Resulta un placer escuchar hablar a Daniel Day-Lewis. Acento culto con dejo irlandés, dicción pausada, voz grave, vocabulario preciso. Se muestra educado, siempre sonriente. Lleva aros en las orejas, gruesos anillos, una pulsera de plata y tatuajes en ambos antebrazos. Entre otras cosas, lleva tatuadas las manos de sus tres hijos. Desde principios de los noventa, Day-Lewis vive en Irlanda, en el campo, en un casa georgiana de cinco habitaciones llamada Castlekevin, a los pies de las montañas Wicklow. Primero la compartió con su anterior pareja, la cantante francesa Isabelle Adjani. Pero la cosa no funcionó y rompieron a los ocho meses. Las malas lenguas dijeron que el actor había roto la relación mediante un fax, pero ella lo desmintió. Y el mismo día anunció que estaba esperando un hijo de Daniel. El niño, Gabriel Kane, nació en 1995 y vive con su madre.
Un año después del nacimiento de su primer hijo, Daniel se casó con Rebecca Miller, la hija del dramaturgo Arthur Miller. Tienen dos hijos, Ronan y Cashel Blake, de 10 y 6 años, y los cuatro viven “cuando no están en su dúplex de Manha-ttan” una tranquila vida de campo en Irlanda. El mismo país donde nació el padre poeta de Daniel y donde él pasaba sus veranos de niño. Ahora, Daniel tiene la doble nacionalidad. “Siempre he estado entre los dos países”, explica. “Mis raíces están en Inglaterra, pero Irlanda era como mi jardín secreto de niño. Igual fue una jugada peligrosa elegir como residencia mi jardín secreto, pero soy muy feliz allí.”
Daniel sigue tomándose su tiempo entre una película y otra. La pausa más grande (cinco años) fue después de The boxer. Realizó una especie de regreso al pasado, sobre el que ahora prefiere no hablar, y que zanja, educadamente, en pocas palabras: “Nunca hablo de ello, pero alguien ha hablado de ello sin mi permiso”. Fueron unos misteriosos años en los que el actor se instaló en Florencia y trabajó como aprendiz de un zapatero a quien, se dice, Day-Lewis daba a cambio clases de interpretación.

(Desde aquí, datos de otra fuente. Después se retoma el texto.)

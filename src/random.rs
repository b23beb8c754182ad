use rand::{rngs::SmallRng, Rng, SeedableRng};

pub const CHARSET: &[u8] = b"abcdefghijklmnopqrstuvwxyzABCDEFGHIJKLMNOPQRSTUVWXYZ0123456789,.-#'?!;";

pub fn seeded(seed: u64) -> SmallRng {
    SmallRng::seed_from_u64(seed)
}

/// Uniform integer in `[min, max)`; `min` when the range is empty.
pub fn uniform_int<R: Rng + ?Sized>(rng: &mut R, min: usize, max: usize) -> usize {
    if min >= max {
        min
    } else {
        rng.gen_range(min..max)
    }
}

/// Uniform integer in `[min, max]`.
pub fn uniform_inclusive<R: Rng + ?Sized>(rng: &mut R, min: usize, max: usize) -> usize {
    if min >= max {
        min
    } else {
        rng.gen_range(min..=max)
    }
}

pub fn uniform_bool<R: Rng + ?Sized>(rng: &mut R) -> bool {
    rng.gen_bool(0.5)
}

/// Overwrites `buf` with printable characters from [`CHARSET`].
pub fn fill_printable<R: Rng + ?Sized>(rng: &mut R, buf: &mut [u8]) {
    for b in buf {
        *b = CHARSET[rng.gen_range(0..CHARSET.len())];
    }
}
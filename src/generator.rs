//! Generators
//!
//! A generator is a service-owned command that writes an OpenAPI/Swagger JSON
//! artifact somewhere under its working tree. This module types the
//! generator tag and command line; `runner` executes the command and
//! `artifact` locates what it produced.

use serde::{Deserialize, Serialize};
use std::fmt;

pub mod artifact;
pub mod runner;

pub use artifact::{candidate_paths, find_artifact};
pub use runner::{ensure_working_dir, CommandRunner, SystemRunner};

/// Generator tag selecting the artifact search policy
#[derive(Debug, Clone, PartialEq, Eq, Hash, Serialize, Deserialize)]
#[serde(from = "String", into = "String")]
pub enum GeneratorType {
    TypeScript,
    Kotlin,
    /// Any other tag, kept verbatim so it can be reported
    Unsupported(String),
}

impl GeneratorType {
    pub fn as_str(&self) -> &str {
        match self {
            GeneratorType::TypeScript => "typescript",
            GeneratorType::Kotlin => "kotlin",
            GeneratorType::Unsupported(tag) => tag,
        }
    }
}

impl Default for GeneratorType {
    fn default() -> Self {
        GeneratorType::Unsupported(String::new())
    }
}

impl From<String> for GeneratorType {
    fn from(tag: String) -> Self {
        match tag.as_str() {
            "typescript" => GeneratorType::TypeScript,
            "kotlin" => GeneratorType::Kotlin,
            _ => GeneratorType::Unsupported(tag),
        }
    }
}

impl From<GeneratorType> for String {
    fn from(generator_type: GeneratorType) -> Self {
        generator_type.as_str().to_string()
    }
}

impl fmt::Display for GeneratorType {
    fn fmt(&self, f: &mut fmt::Formatter<'_>) -> fmt::Result {
        f.write_str(self.as_str())
    }
}

/// Generator command line split on whitespace. No quoting, no shell.
#[derive(Debug, Clone, PartialEq, Eq)]
pub struct GeneratorCommand {
    pub program: String,
    pub args: Vec<String>,
}

impl GeneratorCommand {
    /// Split `line` on whitespace; `None` if it has no tokens.
    pub fn parse(line: &str) -> Option<Self> {
        let mut tokens = line.split_whitespace().map(str::to_string);
        let program = tokens.next()?;
        Some(Self {
            program,
            args: tokens.collect(),
        })
    }
}

impl fmt::Display for GeneratorCommand {
    fn fmt(&self, f: &mut fmt::Formatter<'_>) -> fmt::Result {
        f.write_str(&self.program)?;
        for arg in &self.args {
            write!(f, " {}", arg)?;
        }
        Ok(())
    }
}
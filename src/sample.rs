//! Placeholder specifications
//!
//! Writes a small OpenAPI 3.0.0 document for every catalog entry so the
//! documentation site can be developed without running any generator.

use crate::catalog::{ServiceCatalog, ServiceDescriptor};
use crate::paths;
use crate::workspace::ProjectLayout;
use serde_json::{json, Value};
use std::path::PathBuf;
use tracing::{error, info};

/// Result of a sample run
#[derive(Debug, Default, Clone, PartialEq, Eq)]
pub struct SampleReport {
    pub created: Vec<PathBuf>,
    pub skipped: Vec<String>,
    /// Destination and error message
    pub errors: Vec<(PathBuf, String)>,
}

/// Build the placeholder document for one API
pub fn sample_spec(id: &str, name: &str) -> Value {
    let example_path = format!("/{}/example", id);
    json!({
        "openapi": "3.0.0",
        "info": {
            "title": format!("{} (Sample)", name),
            "description": format!("Sample API specification for {}", name),
            "version": "1.0.0"
        },
        "servers": [
            { "url": "https://api.example.com/v1", "description": "Production server" }
        ],
        "paths": {
            "/hello": {
                "get": {
                    "summary": "Hello World endpoint",
                    "description": "Returns a simple greeting message",
                    "operationId": "getHello",
                    "responses": {
                        "200": {
                            "description": "Successful response",
                            "content": {
                                "application/json": {
                                    "schema": { "$ref": "#/components/schemas/HelloResponse" }
                                }
                            }
                        }
                    }
                }
            },
            (example_path): {
                "get": {
                    "summary": format!("Example {} endpoint", name),
                    "description": format!("Demonstrates a sample endpoint for {}", name),
                    "operationId": format!("get{}Example", capitalize(id)),
                    "responses": {
                        "200": {
                            "description": "Successful response",
                            "content": {
                                "application/json": {
                                    "schema": { "$ref": "#/components/schemas/ExampleResponse" }
                                }
                            }
                        }
                    }
                }
            }
        },
        "components": {
            "schemas": {
                "HelloResponse": {
                    "type": "object",
                    "properties": {
                        "message": { "type": "string", "example": "Hello, world!" },
                        "timestamp": { "type": "string", "format": "date-time" }
                    }
                },
                "ExampleResponse": {
                    "type": "object",
                    "properties": {
                        "id": { "type": "string", "format": "uuid" },
                        "name": { "type": "string", "example": "Example resource" },
                        "createdAt": { "type": "string", "format": "date-time" }
                    }
                }
            }
        }
    })
}

fn capitalize(s: &str) -> String {
    let mut chars = s.chars();
    match chars.next() {
        Some(first) => first.to_uppercase().chain(chars).collect(),
        None => String::new(),
    }
}

fn is_sampleable(api: &ServiceDescriptor) -> bool {
    !api.id.is_empty() && !api.name.is_empty() && !api.spec_path.is_empty()
}

/// Write a placeholder spec for every entry with an id, name and spec path.
///
/// The output directory must already exist.
pub fn write_sample_specs(catalog: &ServiceCatalog, layout: &ProjectLayout) -> SampleReport {
    let mut report = SampleReport::default();

    for api in catalog.iter() {
        let file_name = match paths::output_file_name(&api.spec_path) {
            Some(name) if is_sampleable(api) => name,
            _ => {
                error!(service = %api.id, "Skipping invalid API entry: {}", api.id);
                report.skipped.push(api.id.clone());
                continue;
            }
        };

        let destination = layout.output_path(file_name);
        let written = serde_json::to_string_pretty(&sample_spec(&api.id, &api.name))
            .map_err(|e| e.to_string())
            .and_then(|body| std::fs::write(&destination, body).map_err(|e| e.to_string()));

        match written {
            Ok(()) => {
                info!(service = %api.id, "Created sample API spec: {}", destination.display());
                report.created.push(destination);
            }
            Err(e) => {
                error!(service = %api.id, "Failed to write sample spec {}: {}", destination.display(), e);
                report.errors.push((destination, e));
            }
        }
    }

    report
}
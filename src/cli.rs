//! CLI domain: parse, route and output only.
//! No collection logic; the route table dispatches to the collector and sample writer.

mod output;
mod parse;
mod route;

pub use output::map_error;
pub use parse::{Cli, Commands};
pub use route::{RunContext, RunOutput};
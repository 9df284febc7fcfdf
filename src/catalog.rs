//! Service catalog
//!
//! Loads `sources.json`, the ordered list of services whose API specifications
//! are collected. The file is a JSON object with an `apis` array; each entry is
//! a service descriptor. Unknown fields are ignored and missing string fields
//! default to empty.

use crate::error::BootstrapError;
use crate::generator::{GeneratorCommand, GeneratorType};
use crate::paths;
use serde::{Deserialize, Serialize};
use serde_json::error::Category;
use std::collections::BTreeMap;
use std::path::Path;

/// One API to collect
#[derive(Debug, Clone, Default, PartialEq, Eq, Serialize, Deserialize)]
#[serde(rename_all = "camelCase")]
pub struct ServiceDescriptor {
    #[serde(default)]
    pub id: String,

    #[serde(default)]
    pub name: String,

    /// Destination filename template; only the basename is used
    #[serde(default)]
    pub spec_path: String,

    #[serde(default)]
    pub version: String,

    #[serde(default)]
    pub source_repo: String,

    /// Service source tree (absolute or project-relative)
    #[serde(default)]
    pub local_path: String,

    /// Optional sub-path joined onto `local_path`
    #[serde(default)]
    pub service_path: String,

    #[serde(default)]
    pub generator_type: GeneratorType,

    /// Whitespace-separated command line, run without a shell
    #[serde(default)]
    pub generator_command: String,
}

impl ServiceDescriptor {
    /// A descriptor without a local path or a runnable command is skipped, not failed.
    pub fn is_skippable(&self) -> bool {
        self.local_path.is_empty() || self.command().is_none()
    }

    /// Parsed generator command, `None` when there is no executable token
    pub fn command(&self) -> Option<GeneratorCommand> {
        GeneratorCommand::parse(&self.generator_command)
    }
}

/// Ordered list of service descriptors, in file order
#[derive(Debug, Clone, Default, PartialEq, Eq, Serialize, Deserialize)]
pub struct ServiceCatalog {
    pub apis: Vec<ServiceDescriptor>,
}

impl ServiceCatalog {
    /// Read and parse the catalog at `path`
    pub fn load(path: &Path) -> Result<Self, BootstrapError> {
        let content = std::fs::read_to_string(path).map_err(|source| {
            BootstrapError::ConfigUnreadable {
                path: path.to_path_buf(),
                source,
            }
        })?;
        Self::from_json(&content).map_err(|source| match source.classify() {
            Category::Data => BootstrapError::ConfigShape {
                path: path.to_path_buf(),
                source,
            },
            Category::Io | Category::Syntax | Category::Eof => BootstrapError::ConfigNotJson {
                path: path.to_path_buf(),
                source,
            },
        })
    }

    /// Parse a catalog from JSON text
    pub fn from_json(content: &str) -> Result<Self, serde_json::Error> {
        serde_json::from_str(content)
    }

    pub fn iter(&self) -> impl Iterator<Item = &ServiceDescriptor> {
        self.apis.iter()
    }

    pub fn len(&self) -> usize {
        self.apis.len()
    }

    pub fn is_empty(&self) -> bool {
        self.apis.is_empty()
    }

    /// Output filenames claimed by more than one processable descriptor,
    /// mapped to the ids that claim them in catalog order.
    pub fn output_collisions(&self) -> BTreeMap<String, Vec<String>> {
        let mut claims: BTreeMap<String, Vec<String>> = BTreeMap::new();
        for api in self.apis.iter().filter(|api| !api.is_skippable()) {
            if let Some(name) = paths::output_file_name(&api.spec_path) {
                claims
                    .entry(name.to_string_lossy().into_owned())
                    .or_default()
                    .push(api.id.clone());
            }
        }
        claims.retain(|_, ids| ids.len() > 1);
        claims
    }
}
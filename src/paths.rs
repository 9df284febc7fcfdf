//! Path resolution for generator working directories and published filenames.
//!
//! Everything here is pure: no filesystem access.

use std::ffi::OsStr;
use std::path::{Path, PathBuf};

/// Working directory for a service's generator.
///
/// `local_path` joined with `service_path` when the latter is non-empty.
pub fn resolve_working_dir(local_path: &str, service_path: &str) -> PathBuf {
    if service_path.is_empty() {
        PathBuf::from(local_path)
    } else {
        Path::new(local_path).join(service_path)
    }
}

/// Anchor a possibly relative working directory at the project root.
///
/// Absolute paths are returned unchanged.
pub fn anchor(project_root: &Path, path: &Path) -> PathBuf {
    if path.is_absolute() {
        path.to_path_buf()
    } else {
        project_root.join(path)
    }
}

/// Filename a service's spec is published under: the final segment of `spec_path`.
///
/// Returns `None` when there is no final segment (empty, `..`, or a root).
pub fn output_file_name(spec_path: &str) -> Option<&OsStr> {
    Path::new(spec_path).file_name()
}
//! Spec Collector: API specification aggregation
//!
//! Runs each service's OpenAPI/Swagger generator in its own source tree,
//! finds the emitted JSON artifact, and publishes it under a stable filename
//! in the documentation site's output directory.

pub mod catalog;
pub mod cli;
pub mod collector;
pub mod config;
pub mod error;
pub mod generator;
pub mod logging;
pub mod paths;
pub mod publish;
pub mod sample;
pub mod workspace;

También mantiene viva su otra gran afición: las motos. Con la suya, DayLewis ha recorrido mucho mundo. “Hice un viaje increíble por España, de norte a sur”, cuenta. “Recuerdo que en Salamanca me encontré con la Vuelta Ciclista y los seguí hasta León, donde me alojé en el mismo hotel que Induráin y Delgado.” Los viajes en moto eran su vía de escape personal. “Me pasaba meses viajando solo. Tengo una mochila en la que me cabe todo lo que necesito. Puedo vivir con muy pocas cosas. Bueno, en realidad, eso era antes de tener hijos: ahora tengo suerte si me puedo ir dos días”, señala.
–Y si uno de sus hijos le dijera que quiere ser actor, ¿qué le diría?
–¿No hay alguna otra cosa que puedas hacer? (risas). La verdad es que no lo animaría. Para cada persona que logra ganarse la vida decentemente con esto hay mil personas que perecen espiritualmente. Es un mundo inclemente. No. No lo desearía para ellos. Pero puedo reconocer cuando alguien de verdad necesita hacer algo. Así que lo primero que haría es intentar testear esa necesidad. Y si no necesita eso, que haga otra cosa. Eso es válido para cualquier trabajo creativo: si no lo necesitás, hacé otra cosa. En caso contrario no serás más que un falso profeta. Si viera esa necesidad en alguno de mis hijos no me interpondría en su camino. Hacer este trabajo tiene que ser la expresión de una necesidad muy profunda en vos mismo.
* De El País de Madrid. Especial para Página/12.